Este é o capitalismo do Estado Mínimo que os ultraliberais — Jair Bolsonaro e Michel Temer — conseguiram nos impor, pelo menos em parte. E que Fernando Haddad tenta combater com timidez, pois ele morre de medo de ser acusado de populista pelos colunistas da grande imprensa.

Leio nos jornais que as empresas privadas brasileiras não desejam para si o liberalismo que apregoam. Em quase todos os setores, seus representantes estão mobilizadas para exigir subsídios e regalias do Estado. No caso das empresas aéreas, elas alegam estar tendo prejuízos em razão do encolhimento do mercado (que elas mesmas produziram, ao aumentar os preços). No fundo querem subsídios sem contrapartidas. Em vez de um Estado de Bem-Estar Social, elas querem um Estado de Bem-Estar Empresarial.

Quem melhor definiu o Estado Mínimo foi André Roncaglia, colunista da Folha: “o Estado mínimo dos neoliberais é o Estado máximo para o mínimo de pessoas.” Achei a definição perfeita. Vocês conhecem algum empresário amigo de Bolsonaro que não estava sonegando impostos e mamando nas tetas do governo?

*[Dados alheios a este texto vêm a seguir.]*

impl<C: Connection> X11rbConnection<C> {
    pub fn new(conn: Arc<C>, screen: usize) -> Result<Self, XwlError> {
        let root = conn
            .setup()
            .roots
            .get(screen)
            .map(|screen| screen.root)
            .ok_or(XwlError::NoScreen(screen))?;
        // selection ownership tracking needs XFixes
        conn.xfixes_query_version(5, 0)?.reply()?;

        let sync_atom = conn.intern_atom(false, b"_XWL_BRIDGE_SYNC")?.reply()?.atom;
        let sync_window = conn.generate_id()?;
        conn.create_window(
            COPY_DEPTH_FROM_PARENT,
            sync_window,
            root,
            -1,
            -1,
            1,
            1,
            0,
            WindowClass::INPUT_ONLY,
            COPY_FROM_PARENT,
            &CreateWindowAux::new().event_mask(EventMask::PROPERTY_CHANGE),
        )?;
        conn.flush()?;

        Ok(X11rbConnection {
            conn,
            root,
            sync_window,
            sync_atom,
            tracker: Cell::new(SequenceTracker::default()),
            properties: RefCell::new(VecDeque::new()),
            named: RefCell::new(VecDeque::new()),
            name_requests: RefCell::new(HashMap::new()),
            intern_requests: RefCell::new(HashMap::new()),
            atom_names: RefCell::new(HashMap::new()),
            atoms_by_name: RefCell::new(HashMap::new()),
        })
    }

    pub fn atoms(&self) -> Result<Atoms, XwlError> {
        Ok(Atoms::new(&*self.conn)?.reply()?)
    }

    /// Next event of the bridge that is ready, without waiting.
    pub fn poll_event(&self) -> Result<Option<XEvent>, XwlError> {
        while let Some((event, sequence)) = self.conn.poll_for_event_with_sequence()? {
            let mut tracker = self.tracker.get();
            tracker.saw_event(sequence);
            self.tracker.set(tracker);

            if let Event::PropertyNotify(notify) = &event {
                if notify.window == self.sync_window {
                    continue;
                }
            }
            if let Some(event) = Self::translate_event(event) {
                return Ok(Some(event));
            }
        }
        Ok(None)
    }

    /// Picks the events the bridge is interested in.
    pub fn translate_event(event: Event) -> Option<XEvent> {
        match event {
            Event::XfixesSelectionNotify(event) => Some(XEvent::XfixesSelectionNotify(event)),
            Event::SelectionNotify(event) => Some(XEvent::SelectionNotify(event)),
            Event::SelectionRequest(event) => Some(XEvent::SelectionRequest(event)),
            Event::PropertyNotify(event) => Some(XEvent::PropertyNotify(event)),
            Event::ClientMessage(event) => Some(XEvent::ClientMessage(event)),
            _ => None,
        }
    }

    fn arrived(&self, sequence: SequenceNumber) -> bool {
        self.tracker.get().arrived(sequence)
    }

    /// Makes the server send us an event once everything before it is done.
    fn sync(&self) -> Result<(), XwlError> {
        self.conn.change_property8(
            PropMode::APPEND,
            self.sync_window,
            self.sync_atom,
            AtomEnum::STRING,
            &[],
        )?;
        Ok(())
    }

    fn collect<R: TryParse>(&self, sequence: SequenceNumber) -> Result<R, XwlError> {
        let buf = self.conn.wait_for_reply_or_error(sequence)?;
        let (reply, _) = R::try_parse(buf.as_ref()).map_err(ReplyError::from)?;
        Ok(reply)
    }

    fn cache_atom(&self, atom: Atom, name: String) {
        self.atoms_by_name.borrow_mut().insert(name.clone(), atom);
        self.atom_names.borrow_mut().insert(atom, name);
    }

    fn collect_atom_name(&self, atom: Atom, sequence: SequenceNumber) -> Result<String, XwlError> {
        let reply = self.collect::<GetAtomNameReply>(sequence)?;
        let name = String::from_utf8(reply.name).map_err(|_| XwlError::InvalidAtomName(atom))?;
        self.cache_atom(atom, name.clone());
        Ok(name)
    }

    fn collect_intern(&self, name: &str, sequence: SequenceNumber) -> Result<Atom, XwlError> {
        let atom = self.collect::<InternAtomReply>(sequence)?.atom;
        self.cache_atom(atom, name.to_string());
        Ok(atom)
    }

    /// Stores the atom lookups that already arrived.
    fn collect_atoms(&self) {
        let names = self
            .name_requests
            .borrow()
            .iter()
            .filter(|(_, sequence)| self.arrived(**sequence))
            .map(|(atom, sequence)| (*atom, *sequence))
            .collect::<Vec<_>>();
        for (atom, sequence) in names {
            self.name_requests.borrow_mut().remove(&atom);
            if let Err(err) = self.collect_atom_name(atom, sequence) {
                warn!(?err, atom, "Failed to read atom name.");
            }
        }

        let interns = self
            .intern_requests
            .borrow()
            .iter()
            .filter(|(_, sequence)| self.arrived(**sequence))
            .map(|(name, sequence)| (name.clone(), *sequence))
            .collect::<Vec<_>>();
        for (name, sequence) in interns {
            self.intern_requests.borrow_mut().remove(&name);
            if let Err(err) = self.collect_intern(&name, sequence) {
                warn!(?err, name, "Failed to intern atom.");
            }
        }
    }

    /// Asks for the names of unknown atoms in an atom list. Returns the atoms
    /// the reply has to wait for.
    fn request_names(&self, reply: &Option<GetPropertyReply>) -> Result<Vec<Atom>, XwlError> {
        let Some(atoms) = reply
            .as_ref()
            .filter(|reply| reply.type_ == u32::from(AtomEnum::ATOM))
            .and_then(|reply| reply.value32())
        else {
            return Ok(Vec::new());
        };

        let mut missing = Vec::new();
        for atom in atoms {
            if atom == NONE || self.atom_names.borrow().contains_key(&atom) {
                continue;
            }
            if !self.name_requests.borrow().contains_key(&atom) {
                let sequence = forget_cookie(self.conn.get_atom_name(atom)?);
                self.name_requests.borrow_mut().insert(atom, sequence);
            }
            missing.push(atom);
        }
        if !missing.is_empty() {
            self.sync()?;
            self.conn.flush()?;
        }
        Ok(missing)
    }

    fn read_property(&self, pending: PendingProperty) -> Option<GetPropertyReply> {
        match self.collect::<GetPropertyReply>(pending.sequence) {
            Ok(reply) => Some(reply),
            Err(err) => {
                warn!(?err, window = pending.window, "Failed to read property.");
                None
            }
        }
    }

    /// A held back reply whose atom names are all known by now.
    fn take_named(&self) -> Option<XEvent> {
        let requests = self.name_requests.borrow();
        let index = self
            .named
            .borrow()
            .iter()
            .position(|entry| entry.atoms.iter().all(|atom| !requests.contains_key(atom)))?;
        drop(requests);
        let entry = self.named.borrow_mut().remove(index)?;
        Some(XEvent::PropertyReply {
            id: entry.id,
            reply: entry.reply,
        })
    }
}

Não foi este o capitalismo que conheci nos Estados Unidos quando morei lá. Residi nos EUA entre janeiro de 1980 e junho de 1982. Fiquei encantado com o quanto o capitalismo americano era regulamentado pelo Estado e inclusivo.

Em 1980, os trabalhadores americanos tinham estabilidade no emprego, os sindicatos eram fortes. Os consumidores eram respeitados. Franklin Roosevelt, o maior presidente americano da história, realizou nos anos 30 reformas de verdade, em defesa dos trabalhadores e combatendo os abusos do mercado. As reformas de Roosevelt deram início a quatro décadas de crescimento robusto, com estabilidade econômica e elevação dos salários.

Na verdade, a regulação dos oligopólios e monopólios antecedeu Roosevelt. Nos EUA, oligopólios e monopólios eram regulamentados pelo Estado desde o século XIX. Os tempos eram outros, os políticos eram menos reacionários. Até o partido Republicano era progressista. Richard Nixon se declarou keynesiano e, durante sua gestão, ampliou os direitos sociais.

Em 1981 teria início a gestão de Ronald Reagan, o primeiro de uma linhagem de mentirosos carismáticos que prometiam “tirar o Estado das costas do contribuinte”. No entanto, todos eles — Reagan, Thatcher, Pinochet, FHC, Temer e Bolsonaro — tornaram o padrão de crescimento mais lento e mais concentrador de renda. E, como cereja do bolo, todos eles aumentaram os déficits públicos e as dívidas públicas.

Os anos 80 foram um divisor de água. A doutrina da magia do mercado foi se tornando hegemônica. Desde então o crescimento econômico se tornou mais lento, mais concentrador de renda e mais propício a crises financeiras. A brutal concentração de renda foi tornando o Primeiro Mundo menos democrático. Os sindicatos foram perdendo espaço ano a ano.

As mudanças pós-1980 afetaram especialmente a América Latina, que era uma das regiões mais progressistas do pós-Guerra. Sob a influência formal ou informal do consenso de Washington, a região foi privatizando tudo e desregulando tudo. Hoje é uma das regiões mais decadentes do mundo. Brasil e México, dois tigres econômicos do pós-Guerra, foram transformados em tartarugas.

Meu desabafo fica por aqui. O mercado de passagens aéreas é um triste retrato do Brasil que nos foi legado pelos ultraliberais. A “magia” do mercado, se é que existe, não beneficia os “muggles” ou “trouxas”, que somos nós, trabalhadores e classe média. Ela só beneficia os poderosos, ou a turma do Voldemort.